Search code examples
elasticsearchspring-data-elasticsearch

multiple regexpQuery vs single matchQuery with fielddata enabled


Let's say i have a Subject entity with a list of Message entities. I want to be able to retrieve all the "Subjects" that have "Messages" that contain several words (like "elasticsearch" and "data") in their "body" attribute.

I'm using spring data elasticsearch for creating the NativeSearchQuery.

One approach would be to NOT have the fielddata enabled and do several regexp queries like this

BoolQueryBuilder queryBuilder = QueryBuilders.boolQuery();
for (String word : wordsToSearchFor) {
    queryBuilder.filter(QueryBuilders.regexpQuery(message.body, ".*" + word.toLowerCase() + ".*"));
}
NativeSearchQuery searchQuery = new NativeSearchQueryBuilder()
                .withQuery(queryBuilder).build()

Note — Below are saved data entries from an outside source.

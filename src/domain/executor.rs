//! Command execution
//!
//! Applies a [`Command`] to a [`TaskList`] and describes the outcome.
//! No I/O happens here; the caller prints the message and persists the
//! list when the result asks for it.

use super::command::Command;
use super::task::{Task, TaskError};
use super::task_list::TaskList;

pub const FAREWELL_MESSAGE: &str = "Bye. Hope to see you again soon!";

/// Outcome of executing one command
#[derive(Debug, Clone, PartialEq, Eq)]
pub struct CommandResult {
    /// Text to show the user
    pub message: String,
    /// The task list was changed
    pub mutated: bool,
    /// The session should end
    pub exit: bool,
}

impl CommandResult {
    fn message(message: impl Into<String>) -> Self {
        Self {
            message: message.into(),
            mutated: false,
            exit: false,
        }
    }

    fn mutation(message: impl Into<String>) -> Self {
        Self {
            mutated: true,
            ..Self::message(message)
        }
    }

    fn exit(message: impl Into<String>) -> Self {
        Self {
            exit: true,
            ..Self::message(message)
        }
    }
}

/// Executes a command against the task list
pub fn execute(command: &Command, tasks: &mut TaskList) -> CommandResult {
    match command {
        Command::Exit => CommandResult::exit(FAREWELL_MESSAGE),
        Command::List => CommandResult::message(tasks.render()),
        Command::Find(needle) => find(tasks, needle),

        Command::Delete(index) => match tasks.delete(*index) {
            Ok(removed) => CommandResult::mutation(format!(
                "Noted. I've removed this task:\n{}\nNow you have {} tasks in the list.",
                removed,
                tasks.len()
            )),
            Err(e) => CommandResult::message(e.to_string()),
        },
        Command::Mark(index) => match tasks.mark(*index) {
            Ok(task) => {
                CommandResult::mutation(format!("Nice! I've marked this task as done:\n{}", task))
            }
            Err(e) => CommandResult::message(e.to_string()),
        },
        Command::Unmark(index) => match tasks.unmark(*index) {
            Ok(task) => CommandResult::mutation(format!(
                "OK, I've marked this task as not done yet:\n{}",
                task
            )),
            Err(e) => CommandResult::message(e.to_string()),
        },

        Command::AddTodo(description) => add(tasks, Task::todo(description)),
        Command::AddDeadline { description, due } => add(tasks, Task::deadline(description, *due)),
        Command::AddEvent {
            description,
            start,
            end,
        } => add(tasks, Task::event(description, *start, *end)),

        Command::Incorrect(message) | Command::Unknown(message) => {
            CommandResult::message(message.clone())
        }
    }
}

fn add(tasks: &mut TaskList, task: Result<Task, TaskError>) -> CommandResult {
    match task {
        Ok(task) => {
            let rendered = tasks.add(task).to_string();
            CommandResult::mutation(format!(
                "Got it. I've added this task:\n{}\nNow you have {} tasks in the list.",
                rendered,
                tasks.len()
            ))
        }
        Err(e) => CommandResult::message(e.to_string()),
    }
}

fn find(tasks: &TaskList, needle: &str) -> CommandResult {
    let matches = match tasks.find(needle) {
        Ok(matches) => matches,
        Err(e) => return CommandResult::message(e.to_string()),
    };

    if matches.is_empty() {
        return CommandResult::message("No matching tasks found.");
    }

    let lines: Vec<String> = matches
        .iter()
        .map(|(i, task)| format!("{}.{}", i + 1, task))
        .collect();
    CommandResult::message(format!("Here are the matching tasks:\n{}", lines.join("\n")))
}

#[cfg(test)]
mod tests {
    use super::*;
    use crate::domain::task_list::EMPTY_LIST_MESSAGE;

    fn run(tasks: &mut TaskList, line: &str) -> CommandResult {
        execute(&Command::parse(line), tasks)
    }

    fn three_tasks() -> TaskList {
        let mut tasks = TaskList::new();
        run(&mut tasks, "todo Apple pie");
        run(&mut tasks, "todo buy bread");
        run(&mut tasks, "deadline return BREAD maker /by 2/12/2019 1800");
        tasks
    }

    #[test]
    fn add_confirms_with_new_size() {
        let mut tasks = TaskList::new();
        let result = run(&mut tasks, "todo read book");

        assert!(result.mutated);
        assert!(!result.exit);
        assert_eq!(
            result.message,
            "Got it. I've added this task:\n[T][ ] read book\nNow you have 1 tasks in the list."
        );
        assert_eq!(tasks.len(), 1);
    }

    #[test]
    fn add_event_renders_range() {
        let mut tasks = TaskList::new();
        let result = run(&mut tasks, "event meeting /from 2/12/2019 /to 3/12/2019 1830");
        assert!(result.message.contains(
            "[E][ ] meeting (from: 02 Dec 2019, 12:00AM to: 03 Dec 2019, 6:30PM)"
        ));
    }

    #[test]
    fn rejected_todo_leaves_list_unchanged() {
        let mut tasks = three_tasks();
        let result = run(&mut tasks, "todo ");

        assert!(!result.mutated);
        assert_eq!(tasks.len(), 3);
    }

    #[test]
    fn rejected_event_is_not_added() {
        let mut tasks = TaskList::new();
        let result = run(&mut tasks, "event x /from 2/1/2020 /to 1/1/2020");

        assert_eq!(result.message, "Error: /to date cannot be before /from date for Event task");
        assert!(tasks.is_empty());
    }

    #[test]
    fn list_empty_and_populated() {
        let mut tasks = TaskList::new();
        assert_eq!(run(&mut tasks, "list").message, EMPTY_LIST_MESSAGE);

        let mut tasks = three_tasks();
        let message = run(&mut tasks, "list").message;
        assert!(message.starts_with("Here are the tasks in your list:\n1.[T][ ] Apple pie\n"));
        assert!(message.ends_with("3.[D][ ] return BREAD maker (by: 02 Dec 2019, 6:00PM)"));
    }

    #[test]
    fn index_commands_accept_one_to_n() {
        let mut tasks = three_tasks();

        for bad in ["mark 0", "mark 4", "unmark 0", "unmark 4", "delete 0", "delete 4"] {
            let result = run(&mut tasks, bad);
            assert!(!result.mutated, "{bad}");
            assert!(result.message.contains("between 1 and 3"), "{bad}: {}", result.message);
        }
        for bad in ["mark x", "unmark x", "delete x"] {
            let result = run(&mut tasks, bad);
            assert!(result.message.contains("valid index"), "{bad}");
        }

        let result = run(&mut tasks, "mark 3");
        assert!(result.mutated);
        assert!(result.message.starts_with("Nice! I've marked this task as done:\n[D][X]"));

        let result = run(&mut tasks, "unmark 3");
        assert!(result.message.starts_with("OK, I've marked this task as not done yet:\n[D][ ]"));

        let result = run(&mut tasks, "mark 1");
        assert!(result.mutated);
        let result = run(&mut tasks, "delete 1");
        assert_eq!(
            result.message,
            "Noted. I've removed this task:\n[T][X] Apple pie\nNow you have 2 tasks in the list."
        );
        assert_eq!(tasks.len(), 2);
    }

    #[test]
    fn index_commands_on_empty_list() {
        let mut tasks = TaskList::new();
        let result = run(&mut tasks, "mark 1");
        assert_eq!(result.message, "Error: Task list is empty. No tasks to mark.");
        assert!(!result.mutated);
    }

    #[test]
    fn find_keeps_original_positions() {
        let mut tasks = three_tasks();
        let result = run(&mut tasks, "find bread");

        assert!(!result.mutated);
        assert_eq!(
            result.message,
            "Here are the matching tasks:\n2.[T][ ] buy bread\n3.[D][ ] return BREAD maker (by: 02 Dec 2019, 6:00PM)"
        );
    }

    #[test]
    fn find_no_matches_and_empty() {
        let mut tasks = three_tasks();
        assert_eq!(run(&mut tasks, "find cake").message, "No matching tasks found.");
        assert_eq!(
            run(&mut tasks, "find").message,
            "Error: Cannot find an empty description."
        );
    }

    #[test]
    fn exit_signals_termination() {
        let mut tasks = TaskList::new();
        let result = run(&mut tasks, "bye");
        assert!(result.exit);
        assert!(!result.mutated);
        assert_eq!(result.message, FAREWELL_MESSAGE);
    }

    #[test]
    fn unknown_and_incorrect_pass_message_through() {
        let mut tasks = TaskList::new();
        assert_eq!(
            run(&mut tasks, "dance").message,
            "Sorry, I don't know what that means."
        );
        assert_eq!(
            run(&mut tasks, "mark abc").message,
            "Please enter a valid index for mark request."
        );
    }
}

Another approach would be to have the fielddata enabled and do a single query, like this

NativeSearchQuery searchQuery = new NativeSearchQueryBuilder()
    .withQuery(matchQuery("message.body", "elasticsearch data"))
    .build();

but from what i've read on the official elastic site, this approach is not encouraged because of high heap memory usage and low hits time: https://www.elastic.co/guide/en/elasticsearch/reference/current/fielddata.html

Which approach would be better in this case ?


Solution

  • Not sure what is your use-case, the simple full-text search doesn’t require to enable the fielddata on text field(disabled by default) and as you already know it's costly not recommended and instead you should have the .keyword field for your text field and do the sorting, aggregation on that field.

    By looking at your search query, you are not doing the sorting, aggregations hence you shouldn't use the field data. Also, regex queries are expensive and if you can provide your use-case we can offer you a better way to build those queries.